The Hard Bigotry of Health Care Inequities

Yesterday, CMS Administrator Seema Verma addressed the National Association of Medicaid Directors (NAMD) with a speech that was rife with offensive rhetoric about the Medicaid program and individuals enrolled in it.  In her remarks, Ms. Verma invoked the idea of a dual health care system—one in which the “deserving” or those “truly in need” are worthy of receiving care supported by federal and state governments, while “working-age” and “able-bodied” adults who wait for “Medicaid cards” and “depend” on government programs are unworthy of such coverage. She expressed strong support for state imposition of work requirements, which she calls “community work,” as a condition for receipt of Medicaid coverage. Ms. Verma noted that, through “community work,” individuals would gain “dignity” and “respect.”  And, instead of a “hand up,” individuals would be provided the “opportunity to take charge of your health care,” and be “assisted” and “empowered” to “rise out of poverty” and escape “government dependence to create better lives for  yourselves and your family.” She noted: “Believing that community engagement requirements do not support or promote the objectives of Medicaid is a tragic example of the soft bigotry of low expectations consistently espoused by the prior administration.” This language and the message it is sending is dog-whistle racist rhetoric that has been long-invoked by opponents of the idea of access to health care as a civil and human right.
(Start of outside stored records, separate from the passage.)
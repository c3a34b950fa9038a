//! C7: promotes the raw records C6 extracted into the enriched model C8
//! emits from — script names, namespaces, singleton/static/abstract class
//! detection, operator-to-metamethod mapping, callback and STL container
//! auxiliary records, and property recognition (spec.md §4.7).

use std::collections::HashMap;

use solgen_annotations::NameConverter;
use solgen_hir::{ExportRecord, HirError, PropertyAccess, RecordKind};

use crate::namespace::NamespaceInferrer;
use crate::properties::PropertyRecognizer;
use crate::type_analyzer::TypeAnalyzer;

/// The closed set of static-method names recognized as a singleton
/// accessor (spec.md §4.7.3).
const SINGLETON_ACCESSOR_NAMES: &[&str] = &["instance", "getInstance", "get_instance", "GetInstance"];

/// Operator symbol -> script metamethod, in the order spec.md §4.7.4 lists
/// them. `operator-` is ambiguous between unary and binary and is resolved
/// by parameter count at lookup time, not in this table.
const BINARY_METAMETHODS: &[(&str, &str)] = &[
    ("+", "__add"),
    ("-", "__sub"),
    ("*", "__mul"),
    ("/", "__div"),
    ("%", "__mod"),
    ("==", "__eq"),
    ("<", "__lt"),
    ("<=", "__le"),
    ("()", "__call"),
    ("[]", "__index"),
    ("<<", "__shl"),
];

const UNARY_MINUS_METAMETHOD: &str = "__unm";

#[derive(Debug, Clone)]
pub struct InferenceConfig {
    pub prefer_snake_case: bool,
    pub default_namespace: String,
    pub file_module: Option<String>,
}

impl Default for InferenceConfig {
    fn default() -> Self {
        Self {
            prefer_snake_case: false,
            default_namespace: String::new(),
            file_module: None,
        }
    }
}

#[derive(Debug, Clone, PartialEq, Eq)]
pub struct InferenceWarning {
    pub cpp_name: String,
    pub reason: String,
}

#[derive(Debug, Default)]
pub struct InferenceResult {
    pub records: Vec<ExportRecord>,
    pub warnings: Vec<InferenceWarning>,
}

#[derive(Debug, Default, Clone, Copy)]
pub struct InferenceEngine;

impl InferenceEngine {
    pub fn infer(raw_records: Vec<ExportRecord>, config: &InferenceConfig) -> InferenceResult {
        let mut records = raw_records;

        for record in &mut records {
            Self::derive_names(record, config);
        }

        Self::classify_operators(&mut records);
        Self::classify_callbacks_and_containers(&mut records);
        Self::classify_classes(&mut records);

        let properties = Self::recognize_properties(&records);
        records.extend(properties);

        let mut warnings = Vec::new();
        let records: Vec<ExportRecord> = records
            .into_iter()
            .filter_map(|r| match r.validate() {
                Ok(()) => Some(r),
                Err(err) => {
                    warnings.push(InferenceWarning {
                        cpp_name: r.cpp_name.clone(),
                        reason: describe(&err),
                    });
                    None
                }
            })
            .collect();

        InferenceResult { records, warnings }
    }

    fn derive_names(record: &mut ExportRecord, config: &InferenceConfig) {
        record.script_name = record
            .user_params
            .get("alias")
            .cloned()
            .unwrap_or_else(|| NameConverter::to_script_name(&record.cpp_name, config.prefer_snake_case));

        record.script_namespace = NamespaceInferrer::script_namespace(
            &record.user_params,
            &record.cpp_namespace,
            config.file_module.as_deref(),
            &config.default_namespace,
        );
    }

    fn classify_operators(records: &mut [ExportRecord]) {
        for record in records.iter_mut() {
            if !matches!(record.kind, RecordKind::Method | RecordKind::StaticMethod) {
                continue;
            }
            let Some(symbol) = record.cpp_name.strip_prefix("operator") else {
                continue;
            };
            let symbol = symbol.trim();
            if symbol.is_empty() {
                continue;
            }

            let metamethod = if symbol == "-" && record.parameter_types.is_empty() {
                Some(UNARY_MINUS_METAMETHOD.to_string())
            } else {
                BINARY_METAMETHODS
                    .iter()
                    .find(|(sym, _)| *sym == symbol)
                    .map(|(_, name)| name.to_string())
            };

            record.kind = RecordKind::Operator;
            record.operator_symbol = Some(symbol.to_string());
            record.script_metamethod = metamethod;
        }
    }

    fn classify_callbacks_and_containers(records: &mut Vec<ExportRecord>) {
        let mut auxiliary = Vec::new();
        for record in records.iter_mut() {
            if !matches!(record.kind, RecordKind::Field | RecordKind::Variable) {
                continue;
            }
            let Some(type_spelling) = record.return_type.clone() else {
                continue;
            };
            let classification = TypeAnalyzer::classify(&type_spelling);

            if classification.is_callable {
                record.kind = RecordKind::Callback;
                record.template_args = classification.template_args.clone();
                continue;
            }

            if classification.is_stl_container {
                record.container_kind = classification.container_kind.clone();
                record.template_args = classification.template_args.clone();

                let mut aux = ExportRecord::new(
                    RecordKind::StlContainer,
                    classification.base_name.clone(),
                    record.source_file.clone(),
                    record.source_line,
                );
                aux.qualified_name = type_spelling.clone();
                aux.script_name = classification
                    .container_kind
                    .clone()
                    .unwrap_or_else(|| classification.base_name.clone());
                aux.script_namespace = record.script_namespace.clone();
                aux.module = record.module.clone();
                aux.container_kind = classification.container_kind;
                aux.template_args = classification.template_args;
                auxiliary.push(aux);
            }
        }
        records.extend(auxiliary);
    }

    fn classify_classes(records: &mut [ExportRecord]) {
        let members_by_class: HashMap<String, Vec<(RecordKind, String, bool, bool)>> = {
            let mut map: HashMap<String, Vec<(RecordKind, String, bool, bool)>> = HashMap::new();
            for r in records.iter() {
                if r.parent_class.is_empty() {
                    continue;
                }
                map.entry(r.parent_class.clone()).or_default().push((
                    r.kind,
                    r.cpp_name.clone(),
                    r.is_static,
                    r.is_pure_virtual,
                ));
            }
            map
        };

        for record in records.iter_mut() {
            if !record.kind.is_class_like() {
                continue;
            }
            let Some(members) = members_by_class.get(&record.cpp_name) else {
                // A class with no annotated members is vacuously static:
                // it declares no non-static members and no constructors.
                record.kind = RecordKind::StaticClass;
                continue;
            };

            let singleton_accessor = members.iter().find(|(kind, name, is_static, _)| {
                *kind == RecordKind::StaticMethod && *is_static && SINGLETON_ACCESSOR_NAMES.contains(&name.as_str())
            });
            if let Some((_, accessor_name, _, _)) = singleton_accessor {
                record.kind = RecordKind::Singleton;
                record
                    .user_params
                    .insert("singleton_accessor".to_string(), accessor_name.to_string());
                continue;
            }

            let has_constructor = members
                .iter()
                .any(|(kind, ..)| *kind == RecordKind::Constructor);
            let has_non_static_member = members.iter().any(|(kind, _, is_static, _)| {
                matches!(kind, RecordKind::Method | RecordKind::Field) && !is_static
            });
            if !has_constructor && !has_non_static_member {
                record.kind = RecordKind::StaticClass;
                continue;
            }

            let has_pure_virtual = members.iter().any(|(kind, _, _, is_pure)| {
                matches!(kind, RecordKind::Method) && *is_pure
            });
            if has_pure_virtual {
                record.kind = RecordKind::AbstractClass;
            }
        }
    }

    fn recognize_properties(records: &[ExportRecord]) -> Vec<ExportRecord> {
        let mut by_class: HashMap<&str, Vec<ExportRecord>> = HashMap::new();
        for r in records.iter().filter(|r| {
            matches!(r.kind, RecordKind::Method | RecordKind::StaticMethod) && !r.parent_class.is_empty()
        }) {
            by_class.entry(r.parent_class.as_str()).or_default().push(r.clone());
        }

        let mut properties = Vec::new();
        for methods in by_class.values() {
            properties.extend(PropertyRecognizer::recognize(methods));
        }
        properties
    }
}

fn describe(err: &HirError) -> String {
    err.to_string()
}

#[cfg(test)]
mod tests {
    use super::*;
    use indexmap::IndexMap;

    fn class(name: &str) -> ExportRecord {
        let mut r = ExportRecord::new(RecordKind::Class, name, "f.hpp", 1);
        r.qualified_name = name.to_string();
        r
    }

    fn method(name: &str, parent: &str, return_type: Option<&str>, params: usize) -> ExportRecord {
        let mut m = ExportRecord::new(RecordKind::Method, name, "f.hpp", 2);
        m.parent_class = parent.to_string();
        m.qualified_name = format!("{parent}::{name}");
        m.return_type = return_type.map(|s| s.to_string());
        m.parameter_types = vec!["int".to_string(); params];
        m
    }

    fn config() -> InferenceConfig {
        InferenceConfig::default()
    }

    #[test]
    fn script_name_defaults_to_converted_cpp_name() {
        let raw = vec![{
            let mut f = ExportRecord::new(RecordKind::Function, "doThing", "f.hpp", 1);
            f.qualified_name = "doThing".to_string();
            f
        }];
        let result = InferenceEngine::infer(raw, &config());
        assert_eq!(result.records[0].script_name, "doThing");
    }

    #[test]
    fn alias_override_wins_over_converted_name() {
        let mut f = ExportRecord::new(RecordKind::Function, "doThing", "f.hpp", 1);
        f.qualified_name = "doThing".to_string();
        f.user_params.insert("alias".to_string(), "do_the_thing".to_string());
        let result = InferenceEngine::infer(vec![f], &config());
        assert_eq!(result.records[0].script_name, "do_the_thing");
    }

    #[test]
    fn class_with_no_members_becomes_static_class() {
        let result = InferenceEngine::infer(vec![class("Utils")], &config());
        assert_eq!(result.records[0].kind, RecordKind::StaticClass);
    }

    #[test]
    fn class_with_constructor_is_not_static() {
        let c = class("Widget");
        let mut ctor = ExportRecord::new(RecordKind::Constructor, "Widget", "f.hpp", 2);
        ctor.parent_class = "Widget".to_string();
        ctor.qualified_name = "Widget::Widget".to_string();
        let result = InferenceEngine::infer(vec![c, ctor], &config());
        let class_record = result.records.iter().find(|r| r.cpp_name == "Widget" && r.kind.is_class_like()).unwrap();
        assert_eq!(class_record.kind, RecordKind::Class);
    }

    #[test]
    fn singleton_accessor_is_detected() {
        let c = class("Logger");
        let mut accessor = method("instance", "Logger", Some("Logger&"), 0);
        accessor.kind = RecordKind::StaticMethod;
        accessor.is_static = true;
        let result = InferenceEngine::infer(vec![c, accessor], &config());
        let class_record = result.records.iter().find(|r| r.cpp_name == "Logger" && r.kind.is_class_like()).unwrap();
        assert_eq!(class_record.kind, RecordKind::Singleton);
    }

    #[test]
    fn pure_virtual_method_marks_abstract_class() {
        let c = class("Shape");
        let mut m = method("area", "Shape", Some("double"), 0);
        m.is_pure_virtual = true;
        let result = InferenceEngine::infer(vec![c, m], &config());
        let class_record = result.records.iter().find(|r| r.cpp_name == "Shape" && r.kind.is_class_like()).unwrap();
        assert_eq!(class_record.kind, RecordKind::AbstractClass);
    }

    #[test]
    fn binary_operator_plus_maps_to_add_metamethod() {
        let op = method("operator+", "Vec2", Some("Vec2"), 1);
        let result = InferenceEngine::infer(vec![op], &config());
        assert_eq!(result.records[0].kind, RecordKind::Operator);
        assert_eq!(result.records[0].operator_symbol.as_deref(), Some("+"));
        assert_eq!(result.records[0].script_metamethod.as_deref(), Some("__add"));
    }

    #[test]
    fn unary_minus_maps_to_unm_not_sub() {
        let op = method("operator-", "Vec2", Some("Vec2"), 0);
        let result = InferenceEngine::infer(vec![op], &config());
        assert_eq!(result.records[0].script_metamethod.as_deref(), Some("__unm"));
    }

    #[test]
    fn callable_field_becomes_callback() {
        let mut f = ExportRecord::new(RecordKind::Field, "onClick", "f.hpp", 1);
        f.parent_class = "Button".to_string();
        f.qualified_name = "Button::onClick".to_string();
        f.return_type = Some("std::function<void(int)>".to_string());
        let result = InferenceEngine::infer(vec![f], &config());
        assert_eq!(result.records[0].kind, RecordKind::Callback);
    }

    #[test]
    fn stl_container_field_emits_auxiliary_record() {
        let mut f = ExportRecord::new(RecordKind::Field, "items", "f.hpp", 1);
        f.parent_class = "Inventory".to_string();
        f.qualified_name = "Inventory::items".to_string();
        f.return_type = Some("std::vector<int>".to_string());
        let result = InferenceEngine::infer(vec![f], &config());
        assert!(result.records.iter().any(|r| r.kind == RecordKind::StlContainer));
    }

    #[test]
    fn getter_setter_pair_becomes_readwrite_property() {
        let mut getter = method("getValue", "Calc", Some("int"), 0);
        getter.kind = RecordKind::Method;
        let mut setter = method("setValue", "Calc", Some("void"), 1);
        setter.kind = RecordKind::Method;
        let result = InferenceEngine::infer(vec![getter, setter], &config());
        let prop = result.records.iter().find(|r| r.kind == RecordKind::Property).unwrap();
        assert_eq!(prop.property_access, PropertyAccess::ReadWrite);
    }

    #[test]
    fn invalid_records_are_dropped_with_a_warning() {
        let orphan_method = {
            let mut m = ExportRecord::new(RecordKind::Method, "add", "f.hpp", 1);
            m.qualified_name = "add".to_string();
            m.user_params = IndexMap::new();
            m
        };
        let result = InferenceEngine::infer(vec![orphan_method], &config());
        assert!(result.records.is_empty());
        assert_eq!(result.warnings.len(), 1);
    }
}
Ms. Verma and others who propagate a racialized “up-from-your-bootstraps” narrative fail to acknowledge the reality that our nation has been shaped by long-standing social, economic, and racial inequalities that have shaped many individuals’ experiences of poverty, low educational attainment, and economic injustice. But, those disproportionately impacted by these inequities, including people of color and women, are not singularly responsible for eradicating them. What President Johnson recognized with the passage of Medicare and Medicaid and, later, President Obama recognized with the passage of the Affordable Care Act (ACA), was the important role that the federal government could play in helping to eliminate these inequalities.There is nothing new about the narrative Ms. Verma invoked in her speech—it’s a narrative that has persisted since slavery—and, in the modern era, has been used to justify reforms to federal programs, including 1990s welfare reform efforts. Ms. Verma’s remarks are consistent with the language invoked during welfare reform debate—stoking resentment towards recipients of federal entitlement programs and promoting “self-sufficiency,” “self-esteem,” and pride in work for those implied to be otherwise lazy, shiftless, and dependent upon the government for a handout. We must expose this dangerous narrative and the lies and racism upon which it is predicated.
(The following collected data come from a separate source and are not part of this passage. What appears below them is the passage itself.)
//! sol2-specific rendering: `new_usertype<T>(...)` initializer bodies,
//! namespace-table bootstrap lines, and STL container stubs
//! (spec.md §4.8.3, §4.8.5, §4.8.6).

use solgen_hir::{ExportRecord, PropertyAccess, RecordKind};

/// One entry inside a `new_usertype<...>(...)` call, already rendered to
/// its final text with no trailing comma — the caller joins entries and
/// adds commas to all but the last.
pub fn namespace_var_name(script_namespace: &str) -> String {
    script_namespace.replace(['.', ':'], "_")
}

/// Deterministic local-variable lines that obtain or create each
/// namespace table, innermost table first so parents exist before
/// children are indexed off them.
pub fn namespace_bootstrap_lines(namespaces: &[String]) -> Vec<String> {
    let mut lines = Vec::new();
    for ns in namespaces {
        if ns.is_empty() {
            continue;
        }
        let var = namespace_var_name(ns);
        let segments: Vec<&str> = ns.split('.').collect();
        let mut accessor = "lua".to_string();
        for (i, segment) in segments.iter().enumerate() {
            accessor.push_str(&format!("[\"{segment}\"]"));
            if i == segments.len() - 1 {
                lines.push(format!(
                    "auto {var} = {accessor}.get_or_create<sol::table>();"
                ));
            }
        }
    }
    lines
}

fn base_class_entry(base_classes: &[String]) -> Option<String> {
    if base_classes.is_empty() {
        return None;
    }
    let bases = base_classes
        .iter()
        .map(|b| format!("sol::bases<{b}>()"))
        .collect::<Vec<_>>()
        .join(", ");
    Some(format!("sol::base_classes, {bases}"))
}

fn constructor_entry(qualified_name: &str, parameter_types: &[String]) -> String {
    let sig = parameter_types.join(", ");
    format!("sol::constructors<{qualified_name}({sig})>()")
}

fn method_entry(record: &ExportRecord) -> String {
    format!("\"{}\", &{}", record.script_name, record.qualified_name)
}

fn property_entry(record: &ExportRecord) -> String {
    let getter = record.getter_method.as_deref().unwrap_or_default();
    let parent = &record.parent_class;
    match record.property_access {
        PropertyAccess::ReadWrite => {
            let setter = record.setter_method.as_deref().unwrap_or_default();
            format!(
                "\"{}\", sol::property(&{parent}::{getter}, &{parent}::{setter})",
                record.script_name
            )
        }
        _ => format!(
            "\"{}\", sol::readonly_property(&{parent}::{getter})",
            record.script_name
        ),
    }
}

fn operator_entry(record: &ExportRecord) -> String {
    let metamethod = record.script_metamethod.as_deref().unwrap_or("__unknown");
    format!("sol::meta_function::{}, &{}", metamethod.trim_start_matches("__"), record.qualified_name)
}

/// Renders the body of one `new_usertype<...>(...)` call, honoring the
/// §4.8.3 entry order: base classes, constructors, methods, static
/// methods, properties, operators. All but the final entry get a
/// trailing comma.
pub fn render_usertype_body(
    qualified_name: &str,
    base_classes: &[String],
    constructors: &[ExportRecord],
    methods: &[ExportRecord],
    static_methods: &[ExportRecord],
    properties: &[ExportRecord],
    operators: &[ExportRecord],
) -> String {
    let mut entries: Vec<String> = Vec::new();

    if let Some(bases) = base_class_entry(base_classes) {
        entries.push(bases);
    }
    for ctor in constructors {
        entries.push(constructor_entry(qualified_name, &ctor.parameter_types));
    }
    for m in methods {
        entries.push(method_entry(m));
    }
    for m in static_methods {
        entries.push(method_entry(m));
    }
    for p in properties {
        entries.push(property_entry(p));
    }
    for op in operators {
        entries.push(operator_entry(op));
    }

    let last = entries.len().saturating_sub(1);
    entries
        .iter()
        .enumerate()
        .map(|(i, e)| if i == last { e.clone() } else { format!("{e},") })
        .collect::<Vec<_>>()
        .join("\n    ")
}

/// A `vector<T>`/`map<K,V>`/`set<T>` registration stub (spec.md §4.8.5).
/// The contract is that script name and C++ type are deterministic
/// functions of the element types; the exact member set is left open by
/// the source beyond the minimums it names.
pub fn render_stl_container(script_name: &str, cpp_type: &str, container_kind: &str) -> String {
    let members = match container_kind {
        "vector" | "list" | "deque" => {
            "\"size\", &T::size,\n    \"empty\", &T::empty,\n    \"clear\", &T::clear,\n    \"push_back\", &T::push_back,\n    \"pop_back\", &T::pop_back"
        }
        "map" | "unordered_map" => {
            "\"size\", &T::size,\n    \"empty\", &T::empty,\n    \"clear\", &T::clear,\n    \"at\", static_cast<typename T::mapped_type&(T::*)(const typename T::key_type&)>(&T::at)"
        }
        "set" | "unordered_set" => "\"size\", &T::size,\n    \"empty\", &T::empty,\n    \"clear\", &T::clear,\n    \"insert\", static_cast<std::pair<typename T::iterator, bool>(T::*)(const typename T::value_type&)>(&T::insert)",
        _ => "\"size\", &T::size,\n    \"empty\", &T::empty",
    };
    let members = members.replace("T::", &format!("{cpp_type}::"));
    format!(
        "lua.new_usertype<{cpp_type}>(\"{script_name}\",\n    sol::constructors<{cpp_type}()>(),\n    {members}\n);"
    )
}

pub fn enum_registration(record: &ExportRecord) -> String {
    let enclosing = &record.qualified_name;
    let args = record
        .enum_values
        .iter()
        .map(|(name, _)| {
            if enclosing.is_empty() {
                format!("\"{name}\", {name}")
            } else {
                format!("\"{name}\", {enclosing}::{name}")
            }
        })
        .collect::<Vec<_>>()
        .join(", ");
    format!("lua.new_enum(\"{}\", {args});", record.script_name)
}

pub fn free_function_entry(record: &ExportRecord) -> String {
    format!("lua[\"{}\"] = &{};", record.script_name, record.qualified_name)
}

pub fn constant_entry(record: &ExportRecord) -> String {
    format!("lua[\"{}\"] = {};", record.script_name, record.qualified_name)
}

pub fn kind_is_free_record(kind: RecordKind) -> bool {
    matches!(
        kind,
        RecordKind::Function | RecordKind::Enum | RecordKind::Constant | RecordKind::Variable | RecordKind::StlContainer
    )
}

#[cfg(test)]
mod tests {
    use super::*;
    use solgen_hir::ExportRecord;

    fn method_record(name: &str, qualified: &str) -> ExportRecord {
        let mut r = ExportRecord::new(RecordKind::Method, name, "f.hpp", 1);
        r.script_name = name.to_string();
        r.qualified_name = qualified.to_string();
        r
    }

    #[test]
    fn namespace_var_name_replaces_dots_and_colons() {
        assert_eq!(namespace_var_name("game.ai"), "game_ai");
    }

    #[test]
    fn usertype_body_orders_entries_and_terminates_commas() {
        let ctor = ExportRecord::new(RecordKind::Constructor, "Calculator", "f.hpp", 1);
        let methods = vec![method_record("add", "Calculator::add")];
        let body = render_usertype_body("Calculator", &[], &[ctor], &methods, &[], &[], &[]);
        assert!(body.starts_with("sol::constructors"));
        assert!(body.contains("add,"));
        assert!(!body.ends_with(','));
    }

    #[test]
    fn base_class_entry_renders_sol_bases() {
        let entry = base_class_entry(&["Vehicle".to_string()]).unwrap();
        assert_eq!(entry, "sol::base_classes, sol::bases<Vehicle>()");
    }

    #[test]
    fn enum_registration_qualifies_constants_with_enclosing_scope() {
        let mut r = ExportRecord::new(RecordKind::Enum, "Color", "f.hpp", 1);
        r.script_name = "Color".to_string();
        r.qualified_name = "game::Color".to_string();
        r.enum_values = vec![("Red".to_string(), 0), ("Green".to_string(), 1)];
        let rendered = enum_registration(&r);
        assert!(rendered.contains("game::Color::Red"));
        assert!(rendered.contains("new_enum(\"Color\""));
    }
}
We did this during debates in Congress to dismantle Medicaid and repeal the ACA, including by joining with 115 of our allies, including the Black Women’s Health Imperative, In Our Own Voice, SEIU, the American Psychological Association, the NAACP, and others to send a letter to senators exposing the harm of relying upon racial stereotypes in instituting harmful changes, like work requirements, that would destroy the Medicaid program.
We must refuse to normalize this false narrative and its racially-coded language. Instead, we must expose how this narrative invalidates the lived experiences of those in Medicaid and perpetuates inequality within our health system. For instance, the majority of those enrolled in Medicaid who can work do work, including many women who work in the health sector in jobs supported by the Medicaid program. We must support policies and legislation that address wage inequalities, limited educational opportunities, and other systemic barriers that undermine access to employer-sponsored health coverage and impair many individuals’ ability to afford health insurance coverage on the individual market.
Ms. Verma has it wrong when she concludes that work requirements are “in the spirit of Johnson’s idea.” “Community engagement requirements” as Ms. Verma calls them—controvert the character of the Medicaid program.  They abdicate the federal role in addressing systemic and structural inequality and rob Medicaid enrollees—including many who have only recently obtained coverage thanks to the ACA—the dignity of having health insurance coverage that promotes economic security and well-being and that enables them to pursue educational and employment goals.